Saved entries
▶

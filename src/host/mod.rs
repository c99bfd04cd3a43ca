//! Host integration traits.
//!
//! The engine never owns the simulated hardware. The embedding emulator
//! exposes its CPU, its memory and its virtual clock through these traits
//! and calls [`FaultController::on_access`](crate::FaultController::on_access)
//! from its access hooks.

pub mod testkit;

pub use testkit::TestMachine;

/// CPU-side state the engine can observe and corrupt.
///
/// Register indices 0..=15 address the general-purpose file; the status
/// word is its own accessor because several fault targets (condition
/// flags, register cells past the file) reach it.
pub trait CpuState {
    fn register(&self, index: u32) -> u64;
    fn set_register(&mut self, index: u32, value: u64);

    fn status_flags(&self) -> u64;

    /// Write `value` into the status word, touching only the bits in `mask`.
    fn set_status_flags(&mut self, value: u64, mask: u64);

    fn program_counter(&self) -> u64;
}

/// Memory-side state the engine can observe and corrupt.
pub trait MemoryState {
    /// Copy `buf.len()` bytes starting at `addr` into `buf`.
    fn read(&self, addr: u64, buf: &mut [u8]);

    /// Store `buf` starting at `addr`.
    fn write(&mut self, addr: u64, buf: &[u8]);

    /// Drop any cached translation covering `addr` so the next access
    /// takes the slow path through the access hooks again.
    fn invalidate_translation(&mut self, _addr: u64) {}
}

/// Virtual time source for windowed triggers.
pub trait Clock {
    fn now_ns(&self) -> u64;
}

/// Everything the controller needs from the host, in one bound.
pub trait Machine: CpuState + MemoryState + Clock {}

impl<T: CpuState + MemoryState + Clock> Machine for T {}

◀

Work request:
Print all of the entries exactly, leaving nothing out.

Written response:
filename src/host/mod.rs
repository c99bfd04cd3a43ca
//! Host integration traits.
//!
//! The engine never owns the simulated hardware. The embedding emulator
//! exposes its CPU, its memory and its virtual clock through these traits
//! and calls [`FaultController::on_access`](crate::FaultController::on_access)
//! from its access hooks.

pub mod testkit;

pub use testkit::TestMachine;

/// CPU-side state the engine can observe and corrupt.
///
/// Register indices 0..=15 address the general-purpose file; the status
/// word is its own accessor because several fault targets (condition
/// flags, register cells past the file) reach it.
pub trait CpuState {
    fn register(&self, index: u32) -> u64;
    fn set_register(&mut self, index: u32, value: u64);

    fn status_flags(&self) -> u64;

    /// Write `value` into the status word, touching only the bits in `mask`.
    fn set_status_flags(&mut self, value: u64, mask: u64);

    fn program_counter(&self) -> u64;
}

/// Memory-side state the engine can observe and corrupt.
pub trait MemoryState {
    /// Copy `buf.len()` bytes starting at `addr` into `buf`.
    fn read(&self, addr: u64, buf: &mut [u8]);

    /// Store `buf` starting at `addr`.
    fn write(&mut self, addr: u64, buf: &[u8]);

    /// Drop any cached translation covering `addr` so the next access
    /// takes the slow path through the access hooks again.
    fn invalidate_translation(&mut self, _addr: u64) {}
}

/// Virtual time source for windowed triggers.
pub trait Clock {
    fn now_ns(&self) -> u64;
}

/// Everything the controller needs from the host, in one bound.
pub trait Machine: CpuState + MemoryState + Clock {}

impl<T: CpuState + MemoryState + Clock> Machine for T {}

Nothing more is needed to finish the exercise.